監修の序
初期研修医の先生方を対象とした循環器薬に関する書籍は数多く出版されています.その多くは,薬物の作用機転や有効性と安全性に重きをおいた知識重視の内容で構成されていると思われます.薬剤選択において,臨床に直結した事項を効率よく習得し,実臨床にすぐに活かせる書籍があればと考えていました.
そこで,学生の頃によく使用した問題集(ドリル)のような形式で学べるという特徴をもった書籍を羊土社と企画いたしました.患者を目の前にして,どの循環器薬を使用すべきかが,すぐに頭に浮かんでくることを想定した書籍です.筆者はあくまでも監修として参加することにし,実際の編集は循環器学の臨床に精通している北里大学の阿古潤哉教授にお任せすることにいたしました.
本書籍は,「基礎編」と「実践編」の二部構成となっています.「基礎編」では使用頻度の高い薬剤に焦点を当てて,症例を呈示しながらQ&A 形式で実際に使用する薬剤を導き出せるように構成されています.どうしてその薬剤を選択したかが,その後の解説で理解できるように工夫されています.「実践編」では,臨床の場で遭遇することの多い患者を症候で呈示し,どのような薬剤を使用すべきかを時間経過とともにわかりやすく解説しています.

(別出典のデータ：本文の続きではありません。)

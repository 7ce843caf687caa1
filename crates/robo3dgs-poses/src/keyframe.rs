use std::io::Write;

use glam::{DQuat, DVec3};

use crate::error::PoseError;

/// A camera pose in COLMAP's world-to-camera convention.
#[derive(Debug, Clone, PartialEq)]
pub struct CameraKeyframe {
    /// Image id, starting at 1.
    pub frame: u32,
    /// Rotation from world to camera.
    pub rotation: DQuat,
    /// Translation from world to camera.
    pub translation: DVec3,
    /// Camera id in `cameras.txt`.
    pub camera_id: u32,
    /// Image file name.
    pub name: String,
}

impl CameraKeyframe {
    /// Format the keyframe as the pose line of `images.txt`.
    ///
    /// IMAGE_ID, QW, QX, QY, QZ, TX, TY, TZ, CAMERA_ID, NAME
    pub fn to_images_txt_line(&self) -> String {
        let (q, t) = (self.rotation, self.translation);
        format!(
            "{} {:.6} {:.6} {:.6} {:.6} {:.6} {:.6} {:.6} {} {}",
            self.frame, q.w, q.x, q.y, q.z, t.x, t.y, t.z, self.camera_id, self.name
        )
    }
}

/// Write `keyframes` as a COLMAP `images.txt`.
///
/// The points2D line of every image is left empty, COLMAP fills it during triangulation.
pub fn write_images_txt(
    mut writer: impl Write,
    keyframes: &[CameraKeyframe],
) -> Result<(), PoseError> {
    writeln!(writer, "# Image list with two lines of data per image:")?;
    writeln!(
        writer,
        "#   IMAGE_ID, QW, QX, QY, QZ, TX, TY, TZ, CAMERA_ID, NAME"
    )?;
    writeln!(writer, "#   POINTS2D[] as (X, Y, POINT3D_ID)")?;
    writeln!(
        writer,
        "# Number of images: {}, mean observations per image: 0",
        keyframes.len()
    )?;

    for keyframe in keyframes {
        writeln!(writer, "{}", keyframe.to_images_txt_line())?;
        writeln!(writer)?;
    }

    writer.flush()?;
    Ok(())
}
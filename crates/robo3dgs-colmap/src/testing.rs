use std::collections::VecDeque;

use crate::{
    command::StageCommand,
    error::PipelineError,
    executor::{StageExecutor, StageStatus},
};

type Hook = Box<dyn FnMut(&StageCommand)>;

/// A [`StageExecutor`] that records every command instead of running it.
///
/// Statuses are served from a script in call order; once the script is exhausted
/// every call succeeds.
///
/// ```
/// use robo3dgs_colmap::testing::RecordingExecutor;
/// use robo3dgs_colmap::{StageCommand, StageExecutor, StageStatus};
///
/// let mut executor = RecordingExecutor::new().then(StageStatus::from_code(1));
/// let status = executor.run(&StageCommand::new("colmap")).unwrap();
/// assert!(!status.success());
/// assert_eq!(executor.calls(), 1);
/// ```
#[derive(Default)]
pub struct RecordingExecutor {
    script: VecDeque<StageStatus>,
    commands: Vec<StageCommand>,
    hook: Option<Hook>,
}

impl RecordingExecutor {
    /// An executor on which every command succeeds.
    pub fn new() -> Self {
        Self::default()
    }

    /// Queue the status returned by the next unscripted call.
    pub fn then(mut self, status: StageStatus) -> Self {
        self.script.push_back(status);
        self
    }

    /// Call `hook` with every command before recording it.
    ///
    /// Useful to observe the file system at the moment a stage starts.
    pub fn with_hook(mut self, hook: impl FnMut(&StageCommand) + 'static) -> Self {
        self.hook = Some(Box::new(hook));
        self
    }

    /// The recorded commands, in call order.
    pub fn commands(&self) -> &[StageCommand] {
        &self.commands
    }

    /// Number of recorded commands.
    pub fn calls(&self) -> usize {
        self.commands.len()
    }

    /// The first argument of every recorded command, e.g. the COLMAP subcommand.
    pub fn subcommands(&self) -> Vec<String> {
        self.commands
            .iter()
            .map(|c| {
                c.args()
                    .first()
                    .map(|a| a.to_string_lossy().into_owned())
                    .unwrap_or_default()
            })
            .collect()
    }
}

impl StageExecutor for RecordingExecutor {
    fn run(&mut self, command: &StageCommand) -> Result<StageStatus, PipelineError> {
        if let Some(hook) = self.hook.as_mut() {
            hook(command);
        }
        self.commands.push(command.clone());
        Ok(self.script.pop_front().unwrap_or(StageStatus::SUCCESS))
    }
}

このように循環器薬ドリルは,単に使用すべき薬剤を記載しただけの書籍ではなく,解説を通して数多くある薬剤のなかから最も適切な薬剤を選択できる力が身につく書籍となっています.是非,臨床力の向上のためにも本書を活用していただければ幸いです.
2022年1月
東邦大学大学院医学研究科循環器内科学 教授
池田隆徳
編集の序
わが国では世界に先駆けて超高齢社会が到来しています.“You are as old as your arteries”という言葉からもわかる通り,循環器疾患は生命予後を規定する要素であり,しかも高齢になるほど有病率は増加するものです.循環器疾患を合併する患者の数は今後も大幅に増加することが予想されています.これからの医療は循環器治療への理解なしには成り立たちません.2018 年にはいわゆる「脳卒中・循環器病対策基本法」も成立し,国として循環器疾患に対してさらなる取り組みを行う方針が明確となっています.
緊急で時間との勝負で投与を行わなければならない薬剤から,疾患の発症予防目的で投与される薬剤まで,循環器領域の薬剤の種類は非常にバラエティに富んでいます.抗血栓薬から降圧薬,さらには肺高血圧の治療に用いられるような特殊な薬剤まで幅広い種類の薬剤がこの領域に含まれます.生命に直接かかわることもある薬剤であるからこそ,その基本的な知識はどの科の医師であってももっている必要があるといえましょう.
さて,本書「循環器薬ドリル」は循環器領域で用いられる薬剤についてドリル形式で勉強できる書物をめざしました.教科書に書かれるような知識のみを記載するのではなく,問題形式から入ることにより,より実用的な知識が自然に習得できる構成となっています.ドリル形式とはいえ,基礎編ではある程度のまとまった知識も得られるようにレファレンスとして使える部分も充実させてあります.実践編では実際の患者の症状や病態をもとにどのような薬剤の投与をどのようなロジックで考えるのかも知ることができる内容としました.もちろん,本書の内容のみで循環器領域のすべてを網羅できるわけではありませんが,日常臨床で遭遇するような症例をとり入れることにより,読者の対応力がつくように工夫してあります.
本書は,研修医の先生方を対象として作成しましたが,非専門医の先生方やメディカルスタッフの方,さらにはそれ以外の方にもお読みいただけるものになったのではないかと考えております.本書が皆様のお役に立つ書物となれば幸いです.